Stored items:
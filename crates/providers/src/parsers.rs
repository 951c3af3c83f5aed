//! Parsers for command outputs.

use crate::executor::CommandOutput;
use serde::Serialize;

/// Installed state of one package.
#[derive(Debug, Clone, PartialEq, Eq, Default, Serialize)]
pub struct PackageInfo {
    pub installed: bool,
    pub version: Option<String>,
}

/// One row of the process table.
#[derive(Debug, Clone, PartialEq, Eq, Serialize)]
pub struct ProcessEntry {
    pub pid: u32,
    pub user: String,
    pub command: String,
}

/// Observed state of a service.
#[derive(Debug, Clone, Copy, PartialEq, Eq, Default, Serialize)]
pub struct ServiceState {
    pub installed: bool,
    pub running: bool,
    pub enabled: bool,
}

/// Why a psql invocation did not produce rows.
#[derive(Debug, Clone, PartialEq, Eq)]
pub enum PsqlFailure {
    /// Server unreachable or credentials refused; the session is unusable.
    Connection(String),
    /// The statement itself failed.
    Query(String),
}

/// PowerShell's `ConvertTo-Json` emits a bare object for a single result.
fn json_items(output: &str) -> Vec<serde_json::Value> {
    match serde_json::from_str::<serde_json::Value>(output.trim()) {
        Ok(serde_json::Value::Array(items)) => items,
        Ok(serde_json::Value::Null) | Err(_) => Vec::new(),
        Ok(item) => vec![item],
    }
}

/// Parse `dpkg-query -W -f='${Status}\t${Version}\n'` output.
///
/// Returns `None` when dpkg-query printed nothing (unknown package or no
/// dpkg on the host).
pub fn parse_dpkg_status(output: &str) -> Option<PackageInfo> {
    let line = output.lines().find(|l| !l.trim().is_empty())?;
    let (status, version) = line.split_once('\t').unwrap_or((line, ""));

    // "install ok installed"; removed packages linger as "deinstall ok config-files".
    let installed = status.split_whitespace().last() == Some("installed");
    let version = version.trim();
    Some(PackageInfo {
        installed,
        version: (installed && !version.is_empty()).then(|| version.to_string()),
    })
}

/// Parse `rpm -q --queryformat '%{VERSION}-%{RELEASE}\n'` output.
pub fn parse_rpm_version(output: &str) -> Option<String> {
    output
        .lines()
        .map(str::trim)
        .find(|l| !l.is_empty())
        .filter(|l| !l.contains("is not installed"))
        .map(str::to_string)
}

/// Parse `Get-Package | Select-Object Name,Version | ConvertTo-Json`.
pub fn parse_windows_package(output: &str) -> PackageInfo {
    match json_items(output).first() {
        Some(item) => PackageInfo {
            installed: true,
            version: item["Version"].as_str().map(|s| s.to_string()),
        },
        None => PackageInfo::default(),
    }
}

/// Parse `ps -eo pid=,user=,args=` output.
pub fn parse_linux_processes(output: &str) -> Vec<ProcessEntry> {
    let mut processes = Vec::new();

    for line in output.lines() {
        let mut parts = line.split_whitespace();
        let (Some(pid), Some(user)) = (parts.next(), parts.next()) else {
            continue;
        };
        let Ok(pid) = pid.parse::<u32>() else {
            // Header line, if ps ignored the `=` suffixes.
            continue;
        };
        let command = parts.collect::<Vec<_>>().join(" ");
        if command.is_empty() {
            continue;
        }
        processes.push(ProcessEntry {
            pid,
            user: user.to_string(),
            command,
        });
    }

    processes
}

/// Parse `Get-CimInstance Win32_Process | ConvertTo-Json` output.
pub fn parse_windows_processes(output: &str) -> Vec<ProcessEntry> {
    json_items(output)
        .iter()
        .map(|item| {
            let name = item["Name"].as_str().unwrap_or("");
            ProcessEntry {
                pid: item["ProcessId"].as_u64().unwrap_or(0) as u32,
                user: String::new(),
                command: item["CommandLine"]
                    .as_str()
                    .filter(|c| !c.is_empty())
                    .unwrap_or(name)
                    .to_string(),
            }
        })
        .filter(|p| !p.command.is_empty())
        .collect()
}

/// Parse `systemctl show --property=...` key=value output.
pub fn parse_systemctl_show(output: &str) -> ServiceState {
    let mut state = ServiceState::default();

    for line in output.lines() {
        let Some((key, value)) = line.split_once('=') else {
            continue;
        };
        match key.trim() {
            "LoadState" => state.installed = value.trim() == "loaded",
            "SubState" => state.running = value.trim() == "running",
            "UnitFileState" => {
                state.enabled = matches!(value.trim(), "enabled" | "enabled-runtime")
            }
            _ => {}
        }
    }

    state
}

/// Parse the Win32_Service projection (Name, State, StartMode).
pub fn parse_windows_service(output: &str) -> ServiceState {
    match json_items(output).first() {
        Some(item) => ServiceState {
            installed: true,
            running: item["State"].as_str() == Some("Running"),
            enabled: item["StartMode"].as_str() == Some("Auto"),
        },
        None => ServiceState::default(),
    }
}

/// Rows of `psql -A -t` output, one per line, kept verbatim. Only line
/// terminators are stripped; empty and padded values are real rows.
pub fn parse_psql_rows(output: &str) -> Vec<String> {
    output.lines().map(str::to_string).collect()
}

/// Classify a psql run; `None` means the query succeeded.
pub fn psql_failure(output: &CommandOutput) -> Option<PsqlFailure> {
    let stderr = output.stderr.trim();
    if output.not_found() {
        return Some(PsqlFailure::Connection(
            "psql is not available on the target".to_string(),
        ));
    }

    const CONNECTION_MARKERS: [&str; 5] = [
        "could not connect",
        "connection to server",
        "password authentication failed",
        "could not translate host name",
        "FATAL:",
    ];
    if CONNECTION_MARKERS.iter().any(|m| stderr.contains(m)) {
        return Some(PsqlFailure::Connection(first_line(stderr)));
    }
    if stderr.contains("ERROR:") || !output.success() {
        let message = if stderr.is_empty() {
            format!("psql exited with status {:?}", output.exit_code)
        } else {
            first_line(stderr)
        };
        return Some(PsqlFailure::Query(message));
    }
    None
}

fn first_line(text: &str) -> String {
    text.lines().next().unwrap_or_default().trim().to_string()
}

__The task__. Search the entries for "Some" and show every line that has it.

__Exercise solution__.
    let installed = status.split_whitespace().last() == Some("installed");
    Some(PackageInfo {
        Some(item) => PackageInfo {
        let (Some(pid), Some(user)) = (parts.next(), parts.next()) else {
        let Some((key, value)) = line.split_once('=') else {
        Some(item) => ServiceState {
            running: item["State"].as_str() == Some("Running"),
            enabled: item["StartMode"].as_str() == Some("Auto"),
        return Some(PsqlFailure::Connection(
        return Some(PsqlFailure::Connection(first_line(stderr)));
        return Some(PsqlFailure::Query(message));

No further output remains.